▶ [What to work on]: Scan the records for the string "Receive" and copy every line that holds it.

▶ [Record extracts]:
+-------+
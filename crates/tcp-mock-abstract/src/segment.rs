//! Fixed-layout segment header shared by both ends of an exchange.
//!
//! All multi-byte fields are **little-endian** on the wire, which is the
//! in-memory layout of the reference C programs on x86 hosts.
//!
//! ```text
//!  0               1               2               3
//! +-------------------------------+-------------------------------+
//! |          Source Port          |       Destination Port        |
//! +-------------------------------+-------------------------------+
//! |                        Sequence Number                        |
//! +---------------------------------------------------------------+
//! |                     Acknowledgment Number                     |
//! +-------------------------------+-------------------------------+
//! |  Control (len|rsvd|flags)     |        Receive Window         |
//! +-------------------------------+-------------------------------+
//! |           Checksum            |        Urgent Pointer         |
//! +-------------------------------+-------------------------------+
//! |                            Options                            |
//! +---------------------------------------------------------------+
//! ```

use std::fmt;

use bytes::{Buf, BufMut};
use serde::{Deserialize, Serialize};
use thiserror::Error;

use crate::interface::SequenceSource;

/// Bit masks inside the 16-bit control word.
pub mod flags {
    pub const FIN: u16 = 0x0001;
    pub const SYN: u16 = 0x0002;
    pub const RST: u16 = 0x0004;
    pub const PSH: u16 = 0x0008;
    pub const ACK: u16 = 0x0010;
    pub const URG: u16 = 0x0020;

    /// All six flag bits.
    pub const MASK_FLAGS: u16 = 0x003F;
    pub const MASK_RESERVED: u16 = 0x0FC0;
    pub const MASK_OFFSET: u16 = 0xF000;
}

/// Size of an encoded segment in bytes.
pub const SEGMENT_LEN: usize = 24;

/// Header length in 32-bit words, stored in the top nibble of the control word.
pub const HEADER_WORDS: u16 = (SEGMENT_LEN / 4) as u16;

/// Exclusive upper bound for generated initial sequence numbers.
/// Keeps `isn + 1` clear of the 32-bit wraparound.
pub const SEQUENCE_LIMIT: u32 = 0xFFFF_FFF0;

/// Byte offset of the checksum field inside an encoded segment.
pub const CHECKSUM_OFFSET: usize = 16;

const RESERVED_SHIFT: u16 = 6;
const OFFSET_SHIFT: u16 = 12;

/// A single control flag, identified by its bit position.
#[derive(Debug, Clone, Copy, PartialEq, Eq, Hash, Serialize, Deserialize)]
#[repr(u8)]
pub enum Flag {
    Fin = 0,
    Syn = 1,
    Rst = 2,
    Psh = 3,
    Ack = 4,
    Urg = 5,
}

impl Flag {
    /// Every flag, ordered by bit position.
    pub const ALL: [Flag; 6] = [
        Flag::Fin,
        Flag::Syn,
        Flag::Rst,
        Flag::Psh,
        Flag::Ack,
        Flag::Urg,
    ];

    pub const fn bit(self) -> u8 {
        self as u8
    }

    pub const fn mask(self) -> u16 {
        match self {
            Flag::Fin => flags::FIN,
            Flag::Syn => flags::SYN,
            Flag::Rst => flags::RST,
            Flag::Psh => flags::PSH,
            Flag::Ack => flags::ACK,
            Flag::Urg => flags::URG,
        }
    }

    pub const fn name(self) -> &'static str {
        match self {
            Flag::Fin => "FIN",
            Flag::Syn => "SYN",
            Flag::Rst => "RST",
            Flag::Psh => "PSH",
            Flag::Ack => "ACK",
            Flag::Urg => "URG",
        }
    }
}

impl fmt::Display for Flag {
    fn fmt(&self, f: &mut fmt::Formatter<'_>) -> fmt::Result {
        f.write_str(self.name())
    }
}

/// The packed 16-bit word holding header length, reserved bits and flags.
///
/// ```text
///  15    12 11         6 5           0
/// +--------+------------+-------------+
/// | offset |  reserved  | U A P R S F |
/// +--------+------------+-------------+
/// ```
#[derive(Debug, Clone, Copy, PartialEq, Eq, Default, Serialize, Deserialize)]
#[serde(transparent)]
pub struct ControlWord(u16);

impl ControlWord {
    pub const fn from_bits(bits: u16) -> Self {
        Self(bits)
    }

    pub const fn bits(self) -> u16 {
        self.0
    }

    /// A control word with only the header length filled in.
    pub const fn with_header_len() -> Self {
        Self(HEADER_WORDS << OFFSET_SHIFT)
    }

    pub fn set(&mut self, flag: Flag) {
        self.0 |= flag.mask();
    }

    /// Clears exactly one flag bit; header length and the other flags are untouched.
    pub fn clear(&mut self, flag: Flag) {
        self.0 &= !flag.mask();
    }

    pub const fn is_set(self, flag: Flag) -> bool {
        self.0 & flag.mask() != 0
    }

    pub const fn header_len(self) -> u8 {
        ((self.0 & flags::MASK_OFFSET) >> OFFSET_SHIFT) as u8
    }

    pub const fn reserved(self) -> u8 {
        ((self.0 & flags::MASK_RESERVED) >> RESERVED_SHIFT) as u8
    }

    pub const fn flag_bits(self) -> u8 {
        (self.0 & flags::MASK_FLAGS) as u8
    }

    /// Flags currently set, in bit order.
    pub fn set_flags(self) -> impl Iterator<Item = Flag> {
        Flag::ALL.into_iter().filter(move |flag| self.is_set(*flag))
    }
}

#[derive(Debug, Error, PartialEq, Eq)]
pub enum DecodeError {
    #[error("segment must be exactly 24 bytes, got {0}")]
    Length(usize),
}

/// One segment header. No payload is ever attached.
#[derive(Debug, Clone, Copy, PartialEq, Eq, Default, Serialize, Deserialize)]
pub struct Segment {
    pub src_port: u16,
    pub dst_port: u16,
    pub seq_num: u32,
    pub ack_num: u32,
    pub control: ControlWord,
    /// Receive window. Always zero.
    pub window: u16,
    pub checksum: u16,
    /// Urgent pointer. Always zero.
    pub urgent_ptr: u16,
    /// Options word. Always zero.
    pub options: u32,
}

impl Segment {
    /// A zeroed segment with ports assigned, a fresh initial sequence number
    /// and the header length filled in.
    pub fn create(src_port: u16, dst_port: u16, sequence: &mut dyn SequenceSource) -> Self {
        Self {
            src_port,
            dst_port,
            seq_num: sequence.next_sequence(),
            control: ControlWord::with_header_len(),
            ..Default::default()
        }
    }

    pub fn set_flag(&mut self, flag: Flag) {
        self.control.set(flag);
    }

    pub fn clear_flag(&mut self, flag: Flag) {
        self.control.clear(flag);
    }

    pub fn check_flag(&self, flag: Flag) -> bool {
        self.control.is_set(flag)
    }

    pub fn header_len(&self) -> u8 {
        self.control.header_len()
    }

    pub fn reserved(&self) -> u8 {
        self.control.reserved()
    }

    pub fn encode(&self) -> [u8; SEGMENT_LEN] {
        let mut out = [0u8; SEGMENT_LEN];
        let mut buf = &mut out[..];
        buf.put_u16_le(self.src_port);
        buf.put_u16_le(self.dst_port);
        buf.put_u32_le(self.seq_num);
        buf.put_u32_le(self.ack_num);
        buf.put_u16_le(self.control.bits());
        buf.put_u16_le(self.window);
        buf.put_u16_le(self.checksum);
        buf.put_u16_le(self.urgent_ptr);
        buf.put_u32_le(self.options);
        out
    }

    pub fn decode(bytes: &[u8]) -> Result<Self, DecodeError> {
        if bytes.len() != SEGMENT_LEN {
            return Err(DecodeError::Length(bytes.len()));
        }

        let mut buf = bytes;
        Ok(Self {
            src_port: buf.get_u16_le(),
            dst_port: buf.get_u16_le(),
            seq_num: buf.get_u32_le(),
            ack_num: buf.get_u32_le(),
            control: ControlWord::from_bits(buf.get_u16_le()),
            window: buf.get_u16_le(),
            checksum: buf.get_u16_le(),
            urgent_ptr: buf.get_u16_le(),
            options: buf.get_u32_le(),
        })
    }
}

#[cfg(test)]
mod tests {
    use super::*;

    struct Constant(u32);

    impl SequenceSource for Constant {
        fn next_sequence(&mut self) -> u32 {
            self.0
        }
    }

    #[test]
    fn create_fills_ports_sequence_and_header_len_only() {
        let seg = Segment::create(27015, 80, &mut Constant(1234));
        assert_eq!(seg.src_port, 27015);
        assert_eq!(seg.dst_port, 80);
        assert_eq!(seg.seq_num, 1234);
        assert_eq!(seg.ack_num, 0);
        assert_eq!(seg.header_len(), 6);
        assert_eq!(seg.reserved(), 0);
        assert_eq!(seg.control.flag_bits(), 0);
        assert_eq!(seg.control.bits(), 0x6000);
        assert_eq!((seg.window, seg.checksum, seg.urgent_ptr, seg.options), (0, 0, 0, 0));
    }

    #[test]
    fn setting_one_flag_never_reports_another() {
        for set in Flag::ALL {
            let mut word = ControlWord::with_header_len();
            word.set(set);
            for other in Flag::ALL.into_iter().filter(|f| *f != set) {
                assert!(!word.is_set(other), "{set} leaked into {other}");
            }
            assert!(word.is_set(set));
        }
    }

    #[test]
    fn clearing_one_flag_keeps_the_rest_of_the_word() {
        let mut word = ControlWord::with_header_len();
        word.set(Flag::Syn);
        word.set(Flag::Ack);
        word.clear(Flag::Ack);

        assert!(word.is_set(Flag::Syn));
        assert!(!word.is_set(Flag::Ack));
        assert_eq!(word.header_len(), HEADER_WORDS as u8);
    }

    #[test]
    fn clearing_an_unset_flag_is_a_no_op() {
        let mut word = ControlWord::with_header_len();
        word.set(Flag::Fin);
        let before = word;
        word.clear(Flag::Urg);
        assert_eq!(word, before);
    }

    #[test]
    fn subfields_are_extracted_by_mask() {
        let word = ControlWord::from_bits(0xA000 | (0x2A << 6) | flags::ACK | flags::FIN);
        assert_eq!(word.header_len(), 0xA);
        assert_eq!(word.reserved(), 0x2A);
        assert_eq!(word.flag_bits(), 0b01_0001);
        assert_eq!(word.set_flags().collect::<Vec<_>>(), vec![Flag::Fin, Flag::Ack]);
    }

    #[test]
    fn encode_is_little_endian_in_field_order() {
        let seg = Segment {
            src_port: 0x0102,
            dst_port: 0x0304,
            seq_num: 0x0506_0708,
            ack_num: 0x090A_0B0C,
            control: ControlWord::from_bits(0x6012),
            checksum: 0xBEEF,
            ..Default::default()
        };

        let bytes = seg.encode();
        assert_eq!(&bytes[0..4], &[0x02, 0x01, 0x04, 0x03]);
        assert_eq!(&bytes[4..8], &[0x08, 0x07, 0x06, 0x05]);
        assert_eq!(&bytes[8..12], &[0x0C, 0x0B, 0x0A, 0x09]);
        assert_eq!(&bytes[12..14], &[0x12, 0x60]);
        assert_eq!(&bytes[CHECKSUM_OFFSET..CHECKSUM_OFFSET + 2], &[0xEF, 0xBE]);
        assert_eq!(Segment::decode(&bytes), Ok(seg));
    }

    #[test]
    fn decode_rejects_wrong_length() {
        assert_eq!(Segment::decode(&[0u8; 23]), Err(DecodeError::Length(23)));
        assert_eq!(Segment::decode(&[0u8; 25]), Err(DecodeError::Length(25)));
    }
}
+-------+
▶ [Finished exercise]:
//! |  Control (len|rsvd|flags)     |        Receive Window         |
    /// Receive window. Always zero.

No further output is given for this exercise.